Beim Satellite Laser Ranging (SLR) werden stark reflektierende Satelliten von Bodenstationen mit Lasern bestrahlt. Indem man hochpräzise die Zeit misst, die das Licht benötigt, um hin und zurück zu laufen, kann der Abstand zwischen Satelliten und Station bestimmt werden. Durch häufige Messungen werden so neben den Satellitenbahnen auch die Positionen der Stationen bestimmt. Bei der Radio-Interferenzmessung (VLBI) können zwei Beobachter ihre Entfernung zueinander ermitteln, indem beide das Signal eines Quasars mit Radioteleskopen empfangen und den Zeitunterschied des Signaleingangs vergleichen. Quasare sind die aktiven Kerne weit entfernter Galaxien, die so viel Energie in Form von Licht ausstrahlen, dass sie bis zu 100 Billionen mal heller strahlen als unsere Sonne. Beim Doppler-Funksystem DORIS können Satellitenbahnen sowie die Erdrotation überwacht werden, indem die von den Satelliten emittierten Radiowellen auf den Dopplereffekt hin untersucht werden. Bei diesem Effekt ändert sich die Wellenlänge eines Signals abhängig von der Geschwindigkeit des Senders. Weltweit gibt es nur fünf Orte, an denen alle vier Messverfahren zugleich angewandt werden – einer davon ist das Geodätische Observatorium in Wettzell.

Durch diese Methoden können  beispielsweise die Verschiebung der Erdplatten um bis zu mehrere Zentimeter jährlich oder der rasante Anstieg des Meeresspiegels, der sich in den letzten 50 Jahren verdreifacht hat, extrem präzise gemessen werden. Neben diesen globalen Phänomenen werden aber auch regionale und lokale Veränderungen sichtbar. So zeigen Messungen, dass Jakarta, die Hauptstadt Indonesiens mit rund dreimal so vielen Einwohnern wie Berlin, durch die Entnahme von Grundwasser kontinuierlich stark absinkt – an manchen Stellen bis zu 25 Zentimeter pro Jahr. Da die Hälfte der Stadt bereits jetzt unterhalb des Meeresspiegels liegt, werden manche Stadtteile in absehbarer Zeit nicht mehr bewohnbar sein.
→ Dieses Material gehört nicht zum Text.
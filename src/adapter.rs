use std::sync::atomic::{AtomicBool, Ordering};
use std::sync::Arc;

use log::{info, warn};
use parking_lot::Mutex as SyncMutex;

use crate::api::{AccountRoute, MarketRoute, TradeRoute, API};
use crate::catalog::Catalog;
use crate::client::{Client, RateLimitedClient};
use crate::config::Config;
use crate::errors::Result;
use crate::events::{AdapterEvent, EventEmitter};
use crate::models::{
    AccountInfoResponse, AssetBalance, Balance, BookTickerEntry, ExchangeInfoResponse,
    LeverageBracketEntry, OpenOrderEntry, Order, OrderStatus, OrderType, Position,
    PositionDirection, PositionModeResponse, PremiumIndexEntry, Side, Ticker, Ticker24hEntry,
};
use crate::store::Store;
use crate::stream::PrivateStream;
use crate::util::get_timestamp;

const NON_CONVERTIBLE_ASSETS: &[&str] = &["USDC", "USDT", "FDUSD"];

/// Owns the Store, drives startup sequencing, and runs the periodic
/// balance/position refresh. The private stream is handed its own `Store`
/// and `EventEmitter` handles rather than a back-reference to this struct.
pub struct Adapter {
    store: Arc<SyncMutex<Store>>,
    events: EventEmitter,
    rate_limited: Arc<RateLimitedClient>,
    unlimited: Client,
    stream: Arc<PrivateStream>,
    config: Config,
    is_disposed: Arc<AtomicBool>,
}

impl Adapter {
    pub fn new(api_key: Option<String>, secret_key: Option<String>, config: Config) -> Arc<Self> {
        let rest_client = Client::new(
            api_key.clone(),
            secret_key.clone(),
            config.rest_api_endpoint.to_string(),
        );
        let rate_limited = Arc::new(RateLimitedClient::new(rest_client.clone(), 3));
        let stream = Arc::new(PrivateStream::new(
            Client::new(api_key, secret_key, config.rest_api_endpoint.to_string()),
            config.ws_endpoint,
        ));
        Arc::new(Adapter {
            store: Arc::new(SyncMutex::new(Store::new(Arc::new(Catalog::default())))),
            events: EventEmitter::default(),
            rate_limited,
            unlimited: rest_client,
            stream,
            config,
            is_disposed: Arc::new(AtomicBool::new(false)),
        })
    }

    pub fn store(&self) -> Arc<SyncMutex<Store>> {
        Arc::clone(&self.store)
    }

    pub fn events(&self) -> EventEmitter {
        self.events.clone()
    }

    pub fn unlimited_client(&self) -> &Client {
        &self.unlimited
    }

    pub fn dispose(&self) {
        self.is_disposed.store(true, Ordering::SeqCst);
        self.stream.dispose();
    }

    fn is_disposed(&self) -> bool {
        self.is_disposed.load(Ordering::SeqCst)
    }

    /// Startup sequencing: load markets, load tickers, connect the private
    /// stream, query position mode, enter the tick loop, then load open
    /// orders. Aborts cleanly the moment disposal is observed between steps.
    pub async fn bootstrap(self: &Arc<Self>) -> Result<()> {
        self.load_markets().await?;
        if self.is_disposed() {
            return Ok(());
        }

        self.load_tickers().await?;
        if self.is_disposed() {
            return Ok(());
        }

        let stream_store = Arc::clone(&self.store);
        let stream_events = self.events.clone();
        let stream = Arc::clone(&self.stream);
        tokio::spawn(async move {
            if let Err(e) = stream.run(stream_store, stream_events.clone()).await {
                stream_events.emit(AdapterEvent::Error(e.to_string()));
            }
        });
        if self.is_disposed() {
            return Ok(());
        }

        self.query_position_mode().await?;
        if self.is_disposed() {
            return Ok(());
        }

        let tick_adapter = Arc::clone(self);
        tokio::spawn(async move { tick_adapter.tick_loop().await });

        self.load_open_orders().await?;
        Ok(())
    }

    async fn load_markets(&self) -> Result<()> {
        let info: ExchangeInfoResponse = self
            .rate_limited
            .get(API::Market(MarketRoute::ExchangeInfo), None)
            .await?;
        let mut catalog = Catalog::from_exchange_info(&info)?;

        let brackets: std::result::Result<Vec<LeverageBracketEntry>, _> = self
            .rate_limited
            .get_signed(
                API::Market(MarketRoute::LeverageBracket),
                self.config.recv_window,
                None,
            )
            .await;
        if let Ok(brackets) = brackets {
            catalog.apply_leverage_brackets(&brackets);
        }

        self.store.lock().replace_catalog(Arc::new(catalog));
        self.store.lock().markets_loaded = true;
        Ok(())
    }

    async fn load_tickers(&self) -> Result<()> {
        let stats: Vec<Ticker24hEntry> = self
            .rate_limited
            .get(API::Market(MarketRoute::Ticker24h), None)
            .await?;
        let books: Vec<BookTickerEntry> = self
            .rate_limited
            .get(API::Market(MarketRoute::TickerBook), None)
            .await?;
        let premium_index: Vec<PremiumIndexEntry> = self
            .rate_limited
            .get(API::Market(MarketRoute::PremiumIndex), None)
            .await?;

        let now = get_timestamp();
        let mut store = self.store.lock();
        for stat in stats {
            let mut ticker = store.ticker(&stat.symbol).copied().unwrap_or(Ticker {
                bid: 0.0,
                ask: 0.0,
                last: 0.0,
                mark: 0.0,
                index: 0.0,
                percentage: 0.0,
                funding_rate: 0.0,
                volume: 0.0,
                quote_volume: 0.0,
                open_interest: 0.0,
                timestamp: now,
            });
            ticker.last = stat.last_price;
            ticker.percentage = stat.price_change_percent;
            ticker.volume = stat.volume;
            ticker.quote_volume = stat.quote_volume;
            ticker.timestamp = now;
            store.set_ticker(stat.symbol, ticker);
        }
        for book in books {
            if let Some(mut ticker) = store.ticker(&book.symbol).copied() {
                ticker.bid = book.bid_price;
                ticker.ask = book.ask_price;
                store.set_ticker(book.symbol, ticker);
            }
        }
        for entry in premium_index {
            if let Some(mut ticker) = store.ticker(&entry.symbol).copied() {
                ticker.mark = entry.mark_price;
                ticker.index = entry.index_price;
                ticker.funding_rate = entry.last_funding_rate;
                store.set_ticker(entry.symbol, ticker);
            }
        }
        store.tickers_loaded = true;
        Ok(())
    }

    async fn query_position_mode(&self) -> Result<()> {
        let mode: PositionModeResponse = self
            .rate_limited
            .get_signed(
                API::Account(AccountRoute::PositionSideDual),
                self.config.recv_window,
                None,
            )
            .await?;
        self.store.lock().hedge_mode = mode.dual_side_position;
        Ok(())
    }

    async fn load_open_orders(&self) -> Result<()> {
        let orders: Vec<OpenOrderEntry> = self
            .rate_limited
            .get_signed(
                API::Trade(TradeRoute::OpenOrders),
                self.config.recv_window,
                None,
            )
            .await?;
        let mut store = self.store.lock();
        for entry in orders {
            let side = if entry.side == "BUY" { Side::Buy } else { Side::Sell };
            let price = if entry.price != 0.0 { entry.price } else { entry.stop_price };
            store.upsert_order(Order {
                id: entry.client_order_id,
                order_id: 0,
                status: OrderStatus::Open,
                symbol: entry.symbol,
                kind: OrderType::from_venue_str(&entry.order_type),
                side,
                price,
                amount: entry.orig_qty,
                filled: entry.executed_qty,
                remaining: entry.orig_qty - entry.executed_qty,
                reduce_only: entry.reduce_only,
            });
        }
        store.orders_loaded = true;
        Ok(())
    }

    async fn tick_loop(self: Arc<Self>) {
        loop {
            if self.is_disposed() {
                return;
            }
            if let Err(e) = self.tick_once().await {
                warn!("tick refresh failed: {e}");
                self.events.emit(AdapterEvent::Error(e.to_string()));
            }
            tokio::time::sleep(self.config.tick_interval).await;
        }
    }

    async fn tick_once(&self) -> Result<()> {
        let account: AccountInfoResponse = self
            .rate_limited
            .get_signed(API::Account(AccountRoute::Info), self.config.recv_window, None)
            .await?;

        let mut store = self.store.lock();

        for position in &account.positions {
            if position.position_amt == 0.0 {
                continue;
            }
            let direction =
                PositionDirection::from_account_update(&position.position_side, position.position_amt);
            let mut entry = Position {
                side: direction,
                entry_price: position.entry_price,
                contracts: position.position_amt.abs(),
                notional: 0.0,
                leverage: position.leverage as u32,
                unrealized_pnl: position.unrealized_profit,
                liquidation_price: position.liquidation_price,
            };
            entry.recompute_notional();
            store.set_position(position.symbol.clone(), direction, entry);
        }

        let mut assets = Vec::with_capacity(account.assets.len());
        for asset in &account.assets {
            let usd_value = if NON_CONVERTIBLE_ASSETS.contains(&asset.asset.as_str()) {
                asset.wallet_balance
            } else {
                let pair = format!("{}USDT", asset.asset);
                let last = store
                    .ticker(&pair)
                    .map(|t| t.last)
                    .ok_or_else(|| crate::errors::AdapterError::TickerNotFound(pair.clone()))?;
                last * asset.wallet_balance
            };
            assets.push(AssetBalance {
                symbol: asset.asset.clone(),
                wallet_balance: asset.wallet_balance,
                usd_value,
            });
        }
        let upnl: f64 = account.positions.iter().map(|p| p.unrealized_profit).sum();
        let mut balance = Balance {
            total: 0.0,
            free: 0.0,
            used: 0.0,
            upnl,
            assets,
        };
        balance.recompute_total();
        balance.free = balance.total - balance.used;
        store.replace_balance(balance);

        store.prune_unknown_positions();
        info!("tick refresh complete");
        Ok(())
    }
}
mod adapter;
mod api;
mod catalog;
mod client;
mod config;
mod errors;
mod events;
mod formatter;
mod models;
mod queue;
mod rest;
mod serde_helpers;
mod store;
mod stream;
mod util;

pub mod prelude {

    pub use crate::adapter::*;
    pub use crate::api::*;
    pub use crate::catalog::*;
    pub use crate::client::*;
    pub use crate::config::*;
    pub use crate::errors::*;
    pub use crate::events::*;
    pub use crate::formatter::*;
    pub use crate::models::*;
    pub use crate::queue::*;
    pub use crate::rest::*;
    pub use crate::serde_helpers::*;
    pub use crate::store::*;
    pub use crate::stream::*;
    pub use crate::util::*;

    pub(crate) use futures::{SinkExt, StreamExt};
    pub(crate) use hex::encode as hex_encode;
    pub(crate) use hmac::{Hmac, Mac};
    pub(crate) use log::{error, info, trace, warn};
    pub(crate) use reqwest::{
        header::{HeaderMap, HeaderName, HeaderValue, CONTENT_TYPE, USER_AGENT},
        Client as ReqwestClient, Response as ReqwestResponse, StatusCode,
    };
    pub(crate) use serde::de::DeserializeOwned;
    pub(crate) use serde::{Deserialize, Deserializer, Serializer};
    pub(crate) use serde_json::{json, Value};
    pub(crate) use sha2::Sha256;
    pub(crate) use std::str::FromStr;
    pub(crate) use thiserror::Error;
    pub(crate) use tokio::net::TcpStream;
    pub(crate) use tokio_tungstenite::WebSocketStream;
    pub(crate) use tokio_tungstenite::{
        connect_async, tungstenite::Message as WsMessage, MaybeTlsStream,
    };
}

pub use prelude::*;
#[cfg(test)]
mod tests {
    use super::*;
    use crate::catalog::Catalog;
    use crate::models::{AmountLimits, LeverageLimits, Limits, Precision};
    use std::sync::Arc;

    fn market(symbol: &str, max: f64, step: f64, min_notional: f64) -> Market {
        Market {
            id: format!("{symbol}:USDT"),
            symbol: symbol.into(),
            base: symbol.trim_end_matches("USDT").into(),
            quote: "USDT".into(),
            active: true,
            precision: Precision {
                amount: step,
                price: 0.1,
            },
            limits: Limits {
                amount: AmountLimits { min: 0.001, max },
                min_notional,
                leverage: LeverageLimits { min: 1, max: 20 },
            },
            contract_size: 1.0,
        }
    }

    fn store_with(market: Market) -> Store {
        let mut map = std::collections::HashMap::new();
        map.insert(market.id.clone(), market);
        Store::new(Arc::new(Catalog::from_markets(map)))
    }

    #[test]
    fn lot_splitting_matches_boundary_scenario() {
        let lots = split_into_lots(250.35, 100.0, 0.1);
        assert_eq!(lots.len(), 4);
        assert_eq!(&lots[0..3], &[83.4, 83.4, 83.4]);
        assert!((lots[3] - 0.15).abs() < 1e-9);
    }

    #[test]
    fn position_side_flips_for_reduce_only_in_hedge_mode() {
        let side = get_order_position_side(true, Side::Buy, OrderType::Limit, true);
        assert_eq!(side, PositionSide::Short);
    }

    #[test]
    fn position_side_is_both_outside_hedge_mode() {
        let side = get_order_position_side(false, Side::Sell, OrderType::Market, false);
        assert_eq!(side, PositionSide::Both);
    }

    #[test]
    fn split_order_trivial_feasible_matches_boundary_scenario() {
        let intent = SplitIntent {
            symbol: "BTCUSDT".into(),
            side: Side::Buy,
            kind: OrderType::Limit,
            amount: 100.0,
            orders: 5,
            from_price: 100.0,
            to_price: 110.0,
            from_scale: 1.0,
            to_scale: 1.0,
            auto_re_adjust: false,
        };
        let market = market("BTCUSDT", 1000.0, 0.001, 5.0);
        let store = store_with(market);
        let payloads = Formatter::format_split(&store, &intent).unwrap();
        assert_eq!(payloads.len(), 5);
        let prices: Vec<&str> = payloads
            .iter()
            .map(|p| p.fields.get("price").unwrap().as_str())
            .collect();
        assert_eq!(prices, vec!["100", "102.5", "105", "107.5", "110"]);
    }

    #[test]
    fn hedge_mode_limit_with_attached_stop_flips_the_stops_position_side() {
        let intent = SimpleIntent {
            symbol: "BTCUSDT".into(),
            side: Side::Buy,
            kind: OrderType::Limit,
            amount: 0.12345,
            price: Some(50000.07),
            reduce_only: false,
            time_in_force: None,
            stop_loss: Some(49000.03),
            take_profit: None,
        };
        let market = market("BTCUSDT", 1000.0, 0.001, 5.0);
        let store = store_with(market);
        let payloads = Formatter::format(&store, &intent, true).unwrap();

        assert_eq!(payloads.len(), 2);
        let entry = &payloads[0];
        assert_eq!(entry.fields.get("positionSide").unwrap(), "LONG");
        assert_eq!(entry.fields.get("side").unwrap(), "BUY");
        assert_eq!(entry.fields.get("quantity").unwrap(), "0.123");
        assert_eq!(entry.fields.get("price").unwrap(), "50000");

        let stop = &payloads[1];
        assert_eq!(stop.fields.get("positionSide").unwrap(), "SHORT");
        assert_eq!(stop.fields.get("side").unwrap(), "SELL");
        assert_eq!(stop.fields.get("type").unwrap(), "STOP_MARKET");
        assert_eq!(stop.fields.get("closePosition").unwrap(), "true");
        assert_eq!(stop.fields.get("stopPrice").unwrap(), "49000");

        assert_ne!(entry.client_order_id, stop.client_order_id);
    }

    #[test]
    fn split_auto_readjust_fails_below_three_rungs() {
        let intent = SplitIntent {
            symbol: "BTCUSDT".into(),
            side: Side::Buy,
            kind: OrderType::Limit,
            amount: 12.0,
            orders: 10,
            from_price: 100.0,
            to_price: 110.0,
            from_scale: 1.0,
            to_scale: 20.0,
            auto_re_adjust: true,
        };
        let market = market("BTCUSDT", 1000.0, 0.001, 5.0);
        let store = store_with(market);
        let result = Formatter::format_split(&store, &intent);
        assert!(matches!(result, Err(AdapterError::ScaleInfeasible(_))));
    }
}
Einer der Gründe, weswegen die Regierung beschlossen hat, ab nächstem Jahr mit der Errichtung einer neuen Hauptstadt auf Borneo zu beginnen.

Doch nicht nur im fernen Indonesien sinkt der Grundwasserspiegel ab. Anhand von Messungen der lokalen Erdschwere wird deutlich, dass auch in Wettzell die Grundwasservorräte in den vergangenen Jahren der Trockenheit merklich zurück gegangen sind und sich bislang auch nicht regenerieren konnten.

Insgesamt ist der Trend eindeutig: Obwohl geodynamisch verursachte Naturkatastrophen wie Erdbeben und Tsunamis seit Jahrzehnten in ihrer Häufigkeit auf gleichem Niveau verbleiben, hat sich die Zahl der klimabedingten Naturkatastrophen insgesamt in den letzten 40 Jahren etwa vervierfacht. Veränderungen der Umwelt, die sich nicht nur auf die Leben der Menschen, sondern auch auf die Gestalt der Erdoberfläche selbst auswirken. Und damit schafft die Geodäsie nicht nur die Voraussetzung für das Funktionieren des Navis, sondern ist auch ein wichtiger Baustein der Daseinsfürsorge.